A student activist in the struggle against the Batista dictatorship, Espín later emerged as a courageous guerilla fighter in the successful drive led by Fidel Castro to topple the corrupt, gangster-infested U.S.-backed regime.
Shortly after the revolution, in 1960, Espín help found the Federation of Cuban Women. She served as the group’s president until the time of her death. She was a member of the Communist Party’s central committee since 1965, and was married to acting President Raul Castro.
Cuban leaders memorialized her on June 19 as remembrance gatherings took place throughout the island. Fidel Castro, in a special tribute, noted her ceaseless devotion to the cause of women’s equality.

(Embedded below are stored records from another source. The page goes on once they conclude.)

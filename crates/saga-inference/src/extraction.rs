//! Conversion of a validated analysis result into extracted units.
//!
//! [`extract_units`] is a pure function: the same result, parent, hash,
//! content and context always produce the same units with the same ids. Cache
//! hits rely on this to return exactly what the original analysis returned.
//! [`extract_scope_units`] does the same for a scope-wide result, routing each
//! item to the member unit named by its `story_index`.

use std::collections::{HashMap, HashSet};

use tracing::{debug, trace, warn};
use uuid::Uuid;

use saga_core::{
    unit_id_for, AnalysisContext, AnalysisResult, Connection, ConnectionKey, ExtractedItem,
    ExtractedUnit, RelationType,
};

use crate::prompts::{non_empty_line_indices, ScopeSection};

/// Case-insensitive lookup from a name to its canonical spelling.
struct NameTable {
    canonical: HashMap<String, String>,
}

impl NameTable {
    fn new(known: &[String]) -> Self {
        let mut canonical = HashMap::with_capacity(known.len());
        for name in known {
            let trimmed = name.trim();
            if !trimmed.is_empty() {
                canonical
                    .entry(trimmed.to_lowercase())
                    .or_insert_with(|| trimmed.to_string());
            }
        }
        Self { canonical }
    }

    /// Canonicalize, trim and de-duplicate names, keeping first-seen order.
    fn resolve(&self, names: &[String]) -> Vec<String> {
        let mut seen = HashSet::new();
        let mut out = Vec::with_capacity(names.len());
        for name in names {
            let trimmed = name.trim();
            if trimmed.is_empty() {
                continue;
            }
            let key = trimmed.to_lowercase();
            if !seen.insert(key.clone()) {
                continue;
            }
            let resolved = self
                .canonical
                .get(&key)
                .cloned()
                .unwrap_or_else(|| trimmed.to_string());
            out.push(resolved);
        }
        out
    }
}

/// Snap `position` to the nearest non-empty line; ties go to the lower index.
pub fn snap_position(position: i64, non_empty: &[i64]) -> i64 {
    if non_empty.is_empty() || non_empty.binary_search(&position).is_ok() {
        return position;
    }
    non_empty
        .iter()
        .copied()
        .min_by_key(|&line| ((line - position).abs(), line))
        .unwrap_or(position)
}

fn non_blank(value: Option<&str>) -> Option<String> {
    value
        .map(str::trim)
        .filter(|s| !s.is_empty())
        .map(str::to_string)
}

/// Parent unit an item is attributed to, with the non-empty lines of the
/// text the model saw for that parent.
struct Target {
    parent_unit_id: Uuid,
    non_empty: Vec<i64>,
}

/// Build the units described by `result`.
///
/// `analyzed_content` is the text the model saw (after truncation); item
/// positions are interpreted as line indices into it. Items with neither a
/// title nor a description are dropped. Explicit relations whose endpoints
/// were dropped, are out of range, or coincide are ignored.
pub fn extract_units(
    result: &AnalysisResult,
    parent_unit_id: Uuid,
    content_hash: &str,
    analyzed_content: &str,
    context: &AnalysisContext,
) -> Vec<ExtractedUnit> {
    let targets = [Target {
        parent_unit_id,
        non_empty: non_empty_line_indices(analyzed_content),
    }];
    let units = assemble(result, &targets, content_hash, context, |_, _| Some(0));
    debug!(
        parent_unit_id = %parent_unit_id,
        unit_count = units.len(),
        dropped = result.events.len() - units.len(),
        "Extracted units"
    );
    units
}

/// Build the units described by a scope-wide `result`.
///
/// Each item belongs to the section whose `index` equals its `story_index`
/// (0 when absent); items naming no section are dropped. Positions are line
/// indices into that section's content. Relations may join items of
/// different sections.
pub fn extract_scope_units(
    result: &AnalysisResult,
    sections: &[ScopeSection<'_>],
    content_hash: &str,
    context: &AnalysisContext,
) -> Vec<ExtractedUnit> {
    let targets: Vec<Target> = sections
        .iter()
        .map(|s| Target {
            parent_unit_id: s.unit_id,
            non_empty: non_empty_line_indices(s.content),
        })
        .collect();
    let by_story: HashMap<i64, usize> = sections
        .iter()
        .enumerate()
        .map(|(slot, s)| (s.index as i64, slot))
        .collect();

    let units = assemble(result, &targets, content_hash, context, |index, item| {
        let story = item.story_index.unwrap_or(0);
        let slot = by_story.get(&story).copied();
        if slot.is_none() {
            warn!(index, story_index = story, "Skipping item with unknown story index");
        }
        slot
    });
    debug!(
        scope_id = %context.scope_id,
        section_count = sections.len(),
        unit_count = units.len(),
        dropped = result.events.len() - units.len(),
        "Extracted scope units"
    );
    units
}

/// Shared construction: `locate` picks the target of each item, or `None`
/// to drop it.
fn assemble(
    result: &AnalysisResult,
    targets: &[Target],
    content_hash: &str,
    context: &AnalysisContext,
    locate: impl Fn(usize, &ExtractedItem) -> Option<usize>,
) -> Vec<ExtractedUnit> {
    let characters = NameTable::new(&context.known_characters);
    let locations = NameTable::new(&context.known_locations);

    let mut units: Vec<ExtractedUnit> = Vec::with_capacity(result.events.len());
    // item index in the result -> slot in `units`
    let mut slots: HashMap<usize, usize> = HashMap::with_capacity(result.events.len());

    for (index, item) in result.events.iter().enumerate() {
        if item.is_blank() {
            debug!(index, "Skipping empty item");
            continue;
        }
        let Some(target) = locate(index, item).and_then(|t| targets.get(t)) else {
            continue;
        };
        let unit = build_unit(
            index,
            item,
            target.parent_unit_id,
            content_hash,
            context.scope_id,
            &characters,
            &locations,
            &target.non_empty,
        );
        slots.insert(index, units.len());
        units.push(unit);
    }

    // A relation and its mirror canonicalize to one key; keep whichever
    // comes first even when they were listed on different items.
    let mut seen: HashSet<ConnectionKey> = HashSet::new();
    for relation in &result.connections {
        let (Some(&from_slot), Some(&to_slot)) = (
            slots.get(&relation.from_event_index),
            slots.get(&relation.to_event_index),
        ) else {
            trace!(
                from = relation.from_event_index,
                to = relation.to_event_index,
                "Ignoring relation to missing item"
            );
            continue;
        };
        let relation_type = RelationType::from_label(relation.relation_type.as_deref());
        let Some(connection) = Connection::between(
            units[from_slot].id,
            units[to_slot].id,
            relation_type,
            relation.relation_label.trim(),
        ) else {
            continue;
        };
        if seen.insert(connection.key()) {
            units[from_slot].add_connection(connection);
        }
    }

    debug!(connection_count = seen.len(), "Resolved explicit relations");
    units
}

#[allow(clippy::too_many_arguments)]
fn build_unit(
    index: usize,
    item: &ExtractedItem,
    parent_unit_id: Uuid,
    content_hash: &str,
    scope_id: Uuid,
    characters: &NameTable,
    locations: &NameTable,
    non_empty: &[i64],
) -> ExtractedUnit {
    let title = match item.title.trim() {
        "" => format!("Event {}", index + 1),
        t => t.to_string(),
    };
    let hint = item.story_position.unwrap_or(index as i64);
    let position = snap_position(hint, non_empty);
    if position != hint {
        trace!(index, hint, position, "Snapped position to non-empty line");
    }

    ExtractedUnit {
        id: unit_id_for(parent_unit_id, content_hash, index),
        parent_unit_id,
        scope_id,
        title,
        description: item.description.trim().to_string(),
        temporal_key: item.year,
        era: non_blank(item.era.as_deref()),
        characters: characters.resolve(&item.characters),
        locations: locations.resolve(&item.locations),
        position,
        image_seed: non_blank(item.abstract_image_seed.as_deref()),
        connections: Vec::new(),
    }
}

Three days later, family and co-workers interred her remains at a commemorative site near Santiago de Cuba for fallen veterans in the anti-Batista struggle.
Espín’s death sparked a flood of worldwide condolences. For Angel Guerra, writing in La Jornada, “her identification with [ideas] about women’s emancipation and the dedication and creativity with which she applied them constitute a memorable page in the history of the international revolutionary movement.”
Co-workers said Espín worked hard to promote the interests of those who she conceived as the revolution’s primary beneficiaries — Cuba’s women and children.
The Federation of Cuban Women, with 3.5 million members, assesses the needs of, advocates for, and acts in the interests of women and children, especially in areas of health care, educational access, family support, women’s equality, sexual awareness and tolerance, and domestic violence. Espín headed national commissions in most of these areas in the course of her work.
She pioneered nationwide programs for teens, single mothers, and sex workers, whose numbers grew during the extremely difficult years after the demise of the Soviet Union, which had been Cuba’s primary trading partner, in the early 1990s.
An enthusiast for early childhood education, Espín led the fight in Cuba for day care centers and nurseries.
In 1972, Espín established the National Working Group on Sexual Education, which in 1989 became the now widely acclaimed National Center for Sexual Education headed by her daughter, Mariela Castro Espín. In 1979 she founded a commission to study the needs of transgender people. She was also instrumental in Cuba’s decriminalization of homosexuality that same year.
Espín promoted academic teaching and scientific study on sexual issues.
Vilma Espín, a delegate to the Cuba’s National Assembly, also belonged to the Council of State and, from 1980-1991, the Communist Party’s political bureau. For decades, she served as Cuba’s “first lady” at state occasions.
The daughter of a Bacardi rum company lawyer, she sheltered in their home survivors of the 1953 Moncada Barracks attack, which launched the Cuban Revolution. She was a gifted student. For a period of time, as a graduate student, she studied chemical engineering at MIT in the United States.
She conferred with Fidel Castro’s revolutionaries in Mexico in 1955. The next year she joined Frank Pais to lead an insurrection in Santiago de Cuba aimed at distracting Batista’s troops away from the insurgents, then fighting in the nearby mountains. Espín joined the Rebel Army in the field in June 1958.
In a communication June 19 to Cuban leaders, the Communist Party USA recalled Espín’s contributions and revolutionary stature: “Vilma’s work in favor of women, of the working class and of humanity transcends national boundaries. … In her own person, she showed with her actions that we cannot create a better future for humanity unless women are fully involved on the basis of complete equality.”